Dataset excerpts

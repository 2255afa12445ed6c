//! End-to-end pipeline tests: a temporary vector index plus stub LLM and
//! search implementations drive `QaService` through its terminal states.

use std::collections::VecDeque;
use std::sync::{Arc, Mutex};
use std::time::Duration;

use async_trait::async_trait;

use heritage_backend::core::errors::ApiError;
use heritage_backend::llm::{ChatRequest, LlmProvider};
use heritage_backend::qa::{
    AnswerGenerator, ContextAssembler, QaService, SourceReliabilityEvaluator,
};
use heritage_backend::retrieval::{
    AnswerStatus, HybridRetriever, IndexedPassage, Origin, Provenance, SourceFilter,
    SourceSelection, VectorIndex, VectorRetriever,
};
use heritage_backend::search::{LiveSearch, SearchResult};

const VALID_ANSWER: &str = "Perspective 1: Public housing solved a shortage.\n\
Page: 12, Book Title: Sec1\n\
Perspective 2: It was nation building.\n\
Website Link: https://example.sg/hdb\n\
Perspective 3: It cleared kampongs after the Bukit Ho Swee fire.\n\
Page: 31, Book Title: Sec2\n\
\n\
Discussion Questions:\n\
1. What problems did early public housing address?\n\
2. How did housing policy shape national identity?\n";

struct StubLlm {
    query_embedding: Vec<f32>,
    chat_responses: Mutex<VecDeque<Result<String, ApiError>>>,
    chat_calls: Mutex<u32>,
}

impl StubLlm {
    fn new(query_embedding: Vec<f32>, responses: Vec<Result<String, ApiError>>) -> Arc<Self> {
        Arc::new(Self {
            query_embedding,
            chat_responses: Mutex::new(responses.into_iter().collect()),
            chat_calls: Mutex::new(0),
        })
    }

    fn chat_calls(&self) -> u32 {
        *self.chat_calls.lock().unwrap()
    }
}

#[async_trait]
impl LlmProvider for StubLlm {
    fn name(&self) -> &str {
        "stub"
    }

    async fn health_check(&self) -> Result<bool, ApiError> {
        Ok(true)
    }

    async fn chat(&self, _request: ChatRequest, _model_id: &str) -> Result<String, ApiError> {
        *self.chat_calls.lock().unwrap() += 1;
        self.chat_responses
            .lock()
            .unwrap()
            .pop_front()
            .unwrap_or(Err(ApiError::ServiceUnavailable))
    }

    async fn embed(&self, inputs: &[String], _model_id: &str) -> Result<Vec<Vec<f32>>, ApiError> {
        Ok(inputs.iter().map(|_| self.query_embedding.clone()).collect())
    }
}

struct StubSearch {
    results: Vec<SearchResult>,
}

#[async_trait]
impl LiveSearch for StubSearch {
    async fn search(&self, _query: &str, top_n: usize) -> Result<Vec<SearchResult>, ApiError> {
        Ok(self.results.iter().take(top_n).cloned().collect())
    }
}

struct FailingSearch;

#[async_trait]
impl LiveSearch for FailingSearch {
    async fn search(&self, _query: &str, _top_n: usize) -> Result<Vec<SearchResult>, ApiError> {
        Err(ApiError::Timeout("search timed out".to_string()))
    }
}

fn indexed(id: &str, text: &str, source: &str) -> IndexedPassage {
    let mut provenance = Provenance::new();
    provenance.insert("source", source);
    provenance.insert("title", id);
    IndexedPassage {
        passage_id: id.to_string(),
        content: text.to_string(),
        provenance,
    }
}

async fn corpus_index(dir: &tempfile::TempDir) -> Arc<VectorIndex> {
    let index = VectorIndex::with_path(dir.path().join("index.db"))
        .await
        .expect("index should open");

    // Textbook passage most similar to the query embedding [1, 0].
    index
        .insert_batch(vec![
            (
                indexed("textbook", "HDB cleared the housing shortage.", "Sec1 Unit 4"),
                vec![1.0, 0.0],
            ),
            (
                indexed("encyclopedia", "Infopedia on public housing.", "Infopedia"),
                vec![0.9, 0.1],
            ),
        ])
        .await
        .expect("insert should work");

    Arc::new(index)
}

fn service(
    index: Arc<VectorIndex>,
    llm: Arc<StubLlm>,
    search: Arc<dyn LiveSearch>,
) -> QaService {
    let retriever = VectorRetriever::new(index, llm.clone(), "stub-embed".to_string());
    let hybrid = HybridRetriever::new(retriever, search, SourceFilter::default(), 10, 3);
    let generator = AnswerGenerator::new(
        llm.clone(),
        "stub-chat".to_string(),
        1,
        Duration::from_millis(1),
    );
    let evaluator = SourceReliabilityEvaluator::new(llm, "stub-chat".to_string());
    QaService::new(hybrid, ContextAssembler::default(), generator, evaluator)
}

#[tokio::test]
async fn hybrid_ranking_puts_unscored_locals_above_sub_one_live() {
    let dir = tempfile::tempdir().unwrap();
    let index = corpus_index(&dir).await;
    let llm = StubLlm::new(vec![1.0, 0.0], vec![Ok(VALID_ANSWER.to_string())]);
    let search = Arc::new(StubSearch {
        results: vec![SearchResult {
            content: "Live article on HDB.".to_string(),
            url: "https://news.example/hdb".to_string(),
            score: 0.8,
        }],
    });

    let qa = service(index, llm, search);
    let result = qa
        .ask_question(
            "Why did Singapore build public housing?",
            &SourceSelection::default(),
        )
        .await;

    assert_eq!(result.status, AnswerStatus::Answered);
    assert_eq!(result.answer, VALID_ANSWER);
    assert_eq!(result.passages.len(), 3);
    assert_eq!(result.passages[0].provenance.source(), Some("Sec1 Unit 4"));
    assert_eq!(result.passages[1].provenance.source(), Some("Infopedia"));
    assert_eq!(result.passages[2].origin, Origin::Live);
    assert_eq!(
        result.passages[2].provenance.source(),
        Some("https://news.example/hdb")
    );
}

#[tokio::test]
async fn all_categories_disabled_and_no_live_results_short_circuits() {
    let dir = tempfile::tempdir().unwrap();
    let index = corpus_index(&dir).await;
    let llm = StubLlm::new(vec![1.0, 0.0], vec![Ok(VALID_ANSWER.to_string())]);
    let search = Arc::new(StubSearch { results: vec![] });

    let qa = service(index, llm.clone(), search);
    let result = qa
        .ask_question(
            "Why did Singapore build public housing?",
            &SourceSelection::none(),
        )
        .await;

    assert_eq!(result.status, AnswerStatus::NoSources);
    assert_eq!(
        result.answer,
        "No relevant sources found based on your filters."
    );
    assert!(result.passages.is_empty());
    assert!(result
        .unmatched_sources
        .iter()
        .any(|source| source == "sec1 unit 4"));
    // Generation must be skipped entirely.
    assert_eq!(llm.chat_calls(), 0);
}

#[tokio::test]
async fn live_search_failure_degrades_to_local_results() {
    let dir = tempfile::tempdir().unwrap();
    let index = corpus_index(&dir).await;
    let llm = StubLlm::new(vec![1.0, 0.0], vec![Ok(VALID_ANSWER.to_string())]);

    let qa = service(index, llm, Arc::new(FailingSearch));
    let result = qa
        .ask_question(
            "Why did Singapore build public housing?",
            &SourceSelection::default(),
        )
        .await;

    assert_eq!(result.status, AnswerStatus::Answered);
    assert_eq!(result.passages.len(), 2);
    assert!(result.passages.iter().all(|p| p.origin == Origin::Local));
}

#[tokio::test]
async fn missing_questions_marker_is_still_a_valid_answer() {
    let dir = tempfile::tempdir().unwrap();
    let index = corpus_index(&dir).await;
    let marker_less = "Perspective 1: A.\nPerspective 2: B.\nPerspective 3: C.\n";
    let llm = StubLlm::new(vec![1.0, 0.0], vec![Ok(marker_less.to_string())]);
    let search = Arc::new(StubSearch { results: vec![] });

    let qa = service(index, llm, search);
    let result = qa
        .ask_question("What was kampong life like?", &SourceSelection::default())
        .await;

    assert_eq!(result.status, AnswerStatus::Answered);
}

#[tokio::test]
async fn malformed_answers_get_one_reprompt_then_fail_validation() {
    let dir = tempfile::tempdir().unwrap();
    let index = corpus_index(&dir).await;
    let llm = StubLlm::new(
        vec![1.0, 0.0],
        vec![
            Ok("no structure at all".to_string()),
            Ok("still unstructured".to_string()),
        ],
    );
    let search = Arc::new(StubSearch { results: vec![] });

    let qa = service(index, llm.clone(), search);
    let result = qa
        .ask_question(
            "Why did Singapore build public housing?",
            &SourceSelection::default(),
        )
        .await;

    assert_eq!(result.status, AnswerStatus::ValidationFailed);
    assert_eq!(result.answer, "Validation failed. Please try again.");
    assert!(result.passages.is_empty());
    assert_eq!(llm.chat_calls(), 2);
}

#[tokio::test]
async fn completion_outage_surfaces_as_generation_failure() {
    let dir = tempfile::tempdir().unwrap();
    let index = corpus_index(&dir).await;
    // Two attempts (initial + one retry) both fail.
    let llm = StubLlm::new(
        vec![1.0, 0.0],
        vec![
            Err(ApiError::Timeout("upstream timeout".to_string())),
            Err(ApiError::Timeout("upstream timeout".to_string())),
        ],
    );
    let search = Arc::new(StubSearch { results: vec![] });

    let qa = service(index, llm.clone(), search);
    let result = qa
        .ask_question(
            "Why did Singapore build public housing?",
            &SourceSelection::default(),
        )
        .await;

    assert_eq!(result.status, AnswerStatus::GenerationFailed);
    assert_eq!(llm.chat_calls(), 2);
}

#[tokio::test]
async fn source_evaluation_returns_rating_text() {
    let dir = tempfile::tempdir().unwrap();
    let index = corpus_index(&dir).await;
    let rating = "1. Sec1 Unit 4 - High: official textbook.\n";
    let llm = StubLlm::new(vec![1.0, 0.0], vec![Ok(rating.to_string())]);
    let search = Arc::new(StubSearch { results: vec![] });

    let qa = service(index.clone(), llm, search);
    let passages = {
        let mut provenance = Provenance::new();
        provenance.insert("source", "Sec1 Unit 4");
        vec![heritage_backend::retrieval::RetrievedPassage {
            text: "HDB cleared the housing shortage.".to_string(),
            provenance,
            relevance_score: None,
            origin: Origin::Local,
        }]
    };

    let evaluation = qa.rate_source_reliability(&passages).await;
    assert_eq!(evaluation.as_deref(), Some(rating));
}

#[tokio::test]
async fn source_evaluation_failure_degrades_to_none() {
    let dir = tempfile::tempdir().unwrap();
    let index = corpus_index(&dir).await;
    let llm = StubLlm::new(
        vec![1.0, 0.0],
        vec![Err(ApiError::Internal("model error".to_string()))],
    );
    let search = Arc::new(StubSearch { results: vec![] });

    let qa = service(index, llm, search);
    let mut provenance = Provenance::new();
    provenance.insert("source", "Infopedia");
    let passages = vec![heritage_backend::retrieval::RetrievedPassage {
        text: "Infopedia on public housing.".to_string(),
        provenance,
        relevance_score: None,
        origin: Origin::Local,
    }];

    assert_eq!(qa.rate_source_reliability(&passages).await, None);
}

#[tokio::test]
async fn empty_passage_list_skips_evaluation() {
    let dir = tempfile::tempdir().unwrap();
    let index = corpus_index(&dir).await;
    let llm = StubLlm::new(vec![1.0, 0.0], vec![]);
    let search = Arc::new(StubSearch { results: vec![] });

    let qa = service(index, llm.clone(), search);

    assert_eq!(qa.rate_source_reliability(&[]).await, None);
    assert_eq!(llm.chat_calls(), 0);
}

- _Task objective_: Extract, please, the lines from the start of the entries above through the one with "const VALID_ANSWER: &str", both included, reproducing each exactly and adding nothing.

- _Finished exercise_:
repository 2255afa12445ed6c
//! End-to-end pipeline tests: a temporary vector index plus stub LLM and
//! search implementations drive `QaService` through its terminal states.

use std::collections::VecDeque;
use std::sync::{Arc, Mutex};
use std::time::Duration;

use async_trait::async_trait;

use heritage_backend::core::errors::ApiError;
use heritage_backend::llm::{ChatRequest, LlmProvider};
use heritage_backend::qa::{
    AnswerGenerator, ContextAssembler, QaService, SourceReliabilityEvaluator,
};
use heritage_backend::retrieval::{
    AnswerStatus, HybridRetriever, IndexedPassage, Origin, Provenance, SourceFilter,
    SourceSelection, VectorIndex, VectorRetriever,
};
use heritage_backend::search::{LiveSearch, SearchResult};

const VALID_ANSWER: &str = "Perspective 1: Public housing solved a shortage.\n\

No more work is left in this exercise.